– Les demandes d'emploi formulées par des manœuvres et par des employés non qualifiés représentent près de la moitié du total. Ce fait s'explique en grande partie par le caractère moderne de l'industrie haut-normande. Les entreprises récemment installées dans la région — complexe pétrochimique du Havre, construction mécanique et électronique — sont extrêmement automatisées et réclament au moins des ouvriers et des employés qualifiés. De plus en plus le personnel qualifié des usines nouvelles de Haute-Normandie est recruté à Paris et dans la région parisienne.

– La grande spécialisation de ces industries, le manque de recyclage et de formation permanente expliquent également l'accroissement du chômage des cadres et des techniciens, qui a plus que triplé en quatre ans. Ce phénomène atteint tout particulièrement les hommes de plus de 60 ans, mais aussi et surtout les jeunes de 18 à 25 ans récemment sortis des écoles professionnelles. Ainsi, Jean-Bernard Picot, 23 ans, brevet de technicien, mécanicien qualifié, n'a jamais pu travailler.

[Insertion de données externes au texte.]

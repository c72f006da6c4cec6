//! Volumetric kernels.
//!
//! Each family shares one parameterized struct; the named variants are
//! constructors taking their own configuration record.
//!
//! - [`ProductTimeDerivative`]: accumulation terms
//! - [`TensorDiffusion`]: diffusion and conductivity
//! - [`FluxAdvection`], [`NernstPlanckMigration`]: advective and migration flux
//! - [`ReactionKernel`] and the algebraic reaction constraints
//! - [`DirectionalFluxConstraint`]: Darcy/Schlögl velocities and current densities
//! - [`VolumetricTransfer`]: inter-phase exchange
//! - [`WeightedSumKernel`], [`CoupledRatioConstraint`]: pointwise algebraic fields
//! - [`MicroscaleDiffusion`]: 1-D fictitious-mesh diffusion

mod advection;
mod algebraic;
mod diffusion;
mod electrochem;
mod microscale;
mod porous;
mod reaction;
mod time_derivative;
mod transfer;

pub use advection::{AdvectionConfig, FluxAdvection, NernstPlanckMigration, NernstPlanckMigrationConfig};
pub use algebraic::{
    CoupledRatioConfig, CoupledRatioConstraint, ScaledRateSourceConfig, ScaledWeightedSumConfig,
    WeightedSum, WeightedSumConfig, WeightedSumKernel,
};
pub use diffusion::{
    AnisotropicDiffusionConfig, CoupledAnisotropicDiffusionConfig, PhaseThermalConductivityConfig,
    PoreDiffusionConfig, PotentialConductivityConfig, TensorDiffusion, VariableLaplacianConfig,
};
pub use electrochem::{
    Activity, ActivityConfig, ActivityConstraint, ButlerVolmerCurrentDensity, ButlerVolmerRate,
    ElectrodeCurrentConfig, ElectrodeOhmicHeating, ElectrodeOhmicHeatingConfig,
    ElectrolyteCurrentConfig,
};
pub use microscale::{
    MicroscaleCoefTimeDerivativeConfig, MicroscaleDiffusion, MicroscaleDiffusionConfig,
    MicroscaleDiffusionInnerBCConfig, MicroscaleDiffusionOuterBCConfig,
    MicroscaleVariableDiffusionConfig, MicroscaleVariableDiffusionInnerBCConfig,
    MicroscaleVariableDiffusionOuterBCConfig,
};
pub use porous::{
    DarcyVelocityConfig, DirectionalFluxConstraint, GradientTerm, SchloeglVelocityConfig,
};
pub use reaction::{
    InhibitionProducts, InhibitionProductsConfig, LangmuirInhibition, LangmuirInhibitionConfig,
    ReactionConfig, ReactionKernel, ReactionRateConstraint,
};
pub use time_derivative::{
    CoefTimeDerivativeConfig, CoupledCoefTimeDerivativeConfig, PhaseEnergyTimeDerivativeConfig,
    PorousTimeDerivativeConfig, ProductTimeDerivative, VariableCoefTimeDerivativeConfig,
};
pub use transfer::{
    ConstMassTransferConfig, FilmMassTransferConfig, PhaseEnergyTransferConfig, VolumetricTransfer,
};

Au cours de la période qui a séparé la fin de ses études du service militaire, ses patrons éventuels refusaient de l'embaucher pour une si courte période. Depuis son retour du service, il n'a pu trouver que des emplois temporaires de manœuvre.

De nombreux jeunes sont dans son cas qui, sans mépriser le travail manuel, refusent néanmoins certains emplois après leurs années de formation professionnelle.

– Pour les jeunes filles, le problème est encore plus aigu. La disparition des activités à emploi féminin traditionnel — filatures, confection — et la mécanisation de certains travaux de précision leur ôtent de nombreuses possibilités d'emploi.

Inférieure à celle des hommes du même âge en 1968, la demande d'emploi des jeunes femmes de 18 à 25 ans est aujourd'hui sensiblement supérieure.

Vers une aggravation

Pour toutes ces raisons, le problème de l'emploi constitue depuis dix ans la préoccupation première des pouvoirs publics. C'est lui qui vient en tête à chaque session des travaux du conseil général. Régulièrement, des grèves, des manifestations de grande ampleur, comme celle qui a rassemblé les ouvriers des papeteries menacés par les concentrations, viennent en rappeler l'acuité. Des efforts incontestables ont été réalisés, notamment par la multiplication des sessions de recyclage, organisées autour de l'Université et par la création d'une antenne de l'Agence nationale pour l'emploi ; mais rien ne pourra être modifié quant au fond tant que la Haute-Normandie restera exclusivement un lieu d'implantation des industries de pointe liées à la pétrochimie. Or, l'implantation d'industries génératrices d'emplois dans le complexe de Fos, alors que nombre d'entre elles étaient précédemment promises au Havre, l'installation d'un nouveau port pétrolier au cap d'Antifer, font courir le risque d'accentuer encore cette évolution.

Partenaires inégaux

La Haute-Normandie est-elle un monstre conçu dans les esprits déments de technocrates parisiens ? C'est ce que pensent en tout cas certains responsables régionaux ; le conseil général de l'Eure en vient même, au cours de sa session du printemps 1972, à demander le divorce avec la Seine-Maritime.

Il est vrai que la Haute-Normandie est curieusement bâtie. Composée de deux départements seulement, la Seine-Maritime et l'Eure, elle possède peu de facteurs d'unité. Toute la partie est du département de l'Eure se trouve placée dans l'orbite parisienne et ignore Rouen, capitale régionale ; à l'ouest, les communications sont, malgré le pont de Tancarville, infiniment plus faciles avec Caen et sa région qu'avec la Seine-Maritime.

En second lieu, les deux partenaires sont de taille par trop inégale : l'Eure, 387 000 habitants, dont plus de 200 000 dans les communes rurales, se sent écrasée par la Seine-Maritime, ses 1 113 000 habitants, son développement industriel et ses centres urbains. Rouen, à elle seule, possède une population supérieure à celle du département de l'Eure.